Vatikankenner erklärt Fastenzeit-Gebote damals und heute

"Dieses Gesöff bricht die Fastenzeit nicht"

Wie haben die Päpste früher gefastet, wie fastet Papst Franziskus und was gilt heute? Vatikanexperte Ulrich Nersinger liefert Antworten und verrät, auf was die Gläubigen nicht verzichten mussten, weil es dem Papst nicht schmeckte.

Symbolbild Fastenzeit / © vetre (shutterstock)

DOMRADIO.DE: Fangen wir mit der Liturgie an. Gibt oder gab es da besondere liturgische Bräuche?

Ulrich Nersinger (Vatikanexperte und Buchautor): Ja, wir kennen den sogenannten Stationsgottesdienst.
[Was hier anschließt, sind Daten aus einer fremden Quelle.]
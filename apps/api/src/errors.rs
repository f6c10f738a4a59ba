use axum::{
    http::StatusCode,
    response::{IntoResponse, Response},
    Json,
};
use serde::{Deserialize, Serialize};
use serde_json::json;
use thiserror::Error;

use crate::classify::LineRole;

/// Fatal configuration errors. Classification and layout never fail on text;
/// only geometry or styles that cannot hold a single line are rejected.
#[derive(Debug, Clone, Error, PartialEq)]
pub enum LayoutError {
    #[error("page geometry too small: {reason}")]
    GeometryTooSmall { reason: String },

    #[error("invalid style for {role:?}: {reason}")]
    InvalidStyle { role: LineRole, reason: String },
}

/// A non-fatal fallback taken while producing a plan. Recorded on the output so the
/// caller can show "could not structure document, showing best-effort layout".
#[derive(Debug, Clone, PartialEq, Eq, Serialize, Deserialize)]
#[serde(tag = "kind", rename_all = "snake_case")]
pub enum Degradation {
    /// The input had no non-blank lines; a single empty PlainText line was laid out.
    InputEmpty,
    /// A supplied structuring hint failed validation and was discarded.
    InvalidHint { reason: String },
    /// The hint producer failed or timed out; no hint was available.
    HintUnavailable { reason: String },
    /// No text-measurement function was supplied; a fixed per-character estimate was used.
    MeasurementUnavailable,
}

/// Application-level error type.
/// Implements `IntoResponse` so Axum handlers can return `Result<T, AppError>`.
#[derive(Debug, Error)]
pub enum AppError {
    #[error("Validation error: {0}")]
    Validation(String),

    #[error("Unprocessable entity: {0}")]
    UnprocessableEntity(String),

    #[error("Internal server error: {0}")]
    Internal(#[from] anyhow::Error),
}

impl From<LayoutError> for AppError {
    fn from(e: LayoutError) -> Self {
        AppError::UnprocessableEntity(e.to_string())
    }
}

impl IntoResponse for AppError {
    fn into_response(self) -> Response {
        let (status, code, message) = match &self {
            AppError::Validation(msg) => (StatusCode::BAD_REQUEST, "VALIDATION_ERROR", msg.clone()),
            AppError::UnprocessableEntity(msg) => (
                StatusCode::UNPROCESSABLE_ENTITY,
                "UNPROCESSABLE_ENTITY",
                msg.clone(),
            ),
            AppError::Internal(e) => {
                tracing::error!("Internal error: {e:?}");
                (
                    StatusCode::INTERNAL_SERVER_ERROR,
                    "INTERNAL_ERROR",
                    "An internal server error occurred".to_string(),
                )
            }
        };

        let body = Json(json!({
            "error": {
                "code": code,
                "message": message
            }
        }));

        (status, body).into_response()
    }
}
Ältere Hörer und Hörerinnen werden sich vielleicht erinnern, dass in dem alten Gotteslob, Oremus, immer für die Fastenzeit an jedem Tag die Stationskirche stand.

Vatikanexperte Ulrich Nersinger (EWTN)
Vatikanexperte Ulrich Nersinger / ( EWTN )
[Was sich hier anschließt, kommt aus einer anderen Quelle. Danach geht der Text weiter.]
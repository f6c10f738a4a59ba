//! Line-level data model shared by the classifier, the hint validator and the layout engine.

use serde::{Deserialize, Serialize};

/// One line of the input document paired with its 0-based position.
#[derive(Debug, Clone, PartialEq, Eq, Serialize, Deserialize)]
pub struct RawLine {
    pub index: usize,
    pub text: String,
    pub is_blank: bool,
}

/// The closed set of semantic roles a résumé line can take.
///
/// Serialized as `snake_case`; the PascalCase variant names are accepted on input
/// because model-produced hints use both spellings.
#[derive(Debug, Clone, Copy, PartialEq, Eq, Hash, PartialOrd, Ord, Serialize, Deserialize)]
#[serde(rename_all = "snake_case")]
pub enum LineRole {
    #[serde(alias = "Name")]
    Name,
    #[serde(alias = "Contact")]
    Contact,
    #[serde(alias = "SectionHeader")]
    SectionHeader,
    #[serde(alias = "JobTitle")]
    JobTitle,
    #[serde(alias = "JobDetail")]
    JobDetail,
    #[serde(alias = "Bullet")]
    Bullet,
    #[serde(alias = "SkillGroup")]
    SkillGroup,
    #[serde(alias = "PlainText")]
    PlainText,
    #[serde(alias = "Blank")]
    Blank,
}

impl LineRole {
    pub const ALL: [LineRole; 9] = [
        LineRole::Name,
        LineRole::Contact,
        LineRole::SectionHeader,
        LineRole::JobTitle,
        LineRole::JobDetail,
        LineRole::Bullet,
        LineRole::SkillGroup,
        LineRole::PlainText,
        LineRole::Blank,
    ];
}

/// A classified line ready for layout.
///
/// `line_span` is the number of raw lines this record consumed: 2 when the
/// classifier merged a following line into `secondary_text` or joined a split
/// masthead, 1 otherwise. A hint record that continues a line already claimed
/// by the previous record has a span of 0.
#[derive(Debug, Clone, PartialEq, Serialize, Deserialize)]
pub struct ClassifiedLine {
    pub role: LineRole,
    pub primary_text: String,
    #[serde(default, skip_serializing_if = "Option::is_none")]
    pub secondary_text: Option<String>,
    pub source_index: usize,
    pub line_span: usize,
}

impl ClassifiedLine {
    pub fn new(role: LineRole, primary_text: impl Into<String>, source_index: usize) -> Self {
        Self {
            role,
            primary_text: primary_text.into(),
            secondary_text: None,
            source_index,
            line_span: 1,
        }
    }

    pub fn with_secondary(mut self, secondary: impl Into<String>, span: usize) -> Self {
        self.secondary_text = Some(secondary.into());
        self.line_span = span;
        self
    }

    pub fn blank(source_index: usize) -> Self {
        Self::new(LineRole::Blank, String::new(), source_index)
    }
}

/// Splits a sanitized body on line breaks. Trailing whitespace is trimmed from each
/// line; leading indentation is kept for the classifier to inspect.
pub fn split_lines(text: &str) -> Vec<RawLine> {
    text.split('\n')
        .enumerate()
        .map(|(index, line)| {
            let text = line.trim_end().to_string();
            let is_blank = text.trim().is_empty();
            RawLine {
                index,
                text,
                is_blank,
            }
        })
        .collect()
}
Es kommt daher, dass früher der Papst in alten Zeiten mit den Gläubigen von einer Kirche zur anderen zog und dort mit ihnen die Eucharistie feierte. Daraus entstand das, was wir heute als unser Pontifikalamt, als unsere Bischofsmesse, kennen. 

Dann gibt es noch einen liturgischen Brauch am "Laetare-Sonntag". Aber ich denke, da werden wir dann an Laetare selbst drauf zu sprechen kommen.

DOMRADIO.DE: Wie war das? Wer hielt dem Papst die Fastenpredigten?

Ulrich Nersinger

"An vier Tagen hielt dann ein Mann aus dem Ordensstand dem Papst eine Fastenpredigt."

Nersinger: Das war der sogenannte "Apostolische Prediger". Heute heißt er "Prediger des Päpstlichen Hauses". An vier Tagen hielt dann ein Mann aus dem Ordensstand dem Papst eine Fastenpredigt. Der Papst wurde so selber zum Zuhörer und war nicht nur derjenige, der dann die Heilige Schrift auslegte.

DOMRADIO.DE: Welche besondere Speisen und Getränke wurden vom Papst in der Fastenzeit denn erlaubt?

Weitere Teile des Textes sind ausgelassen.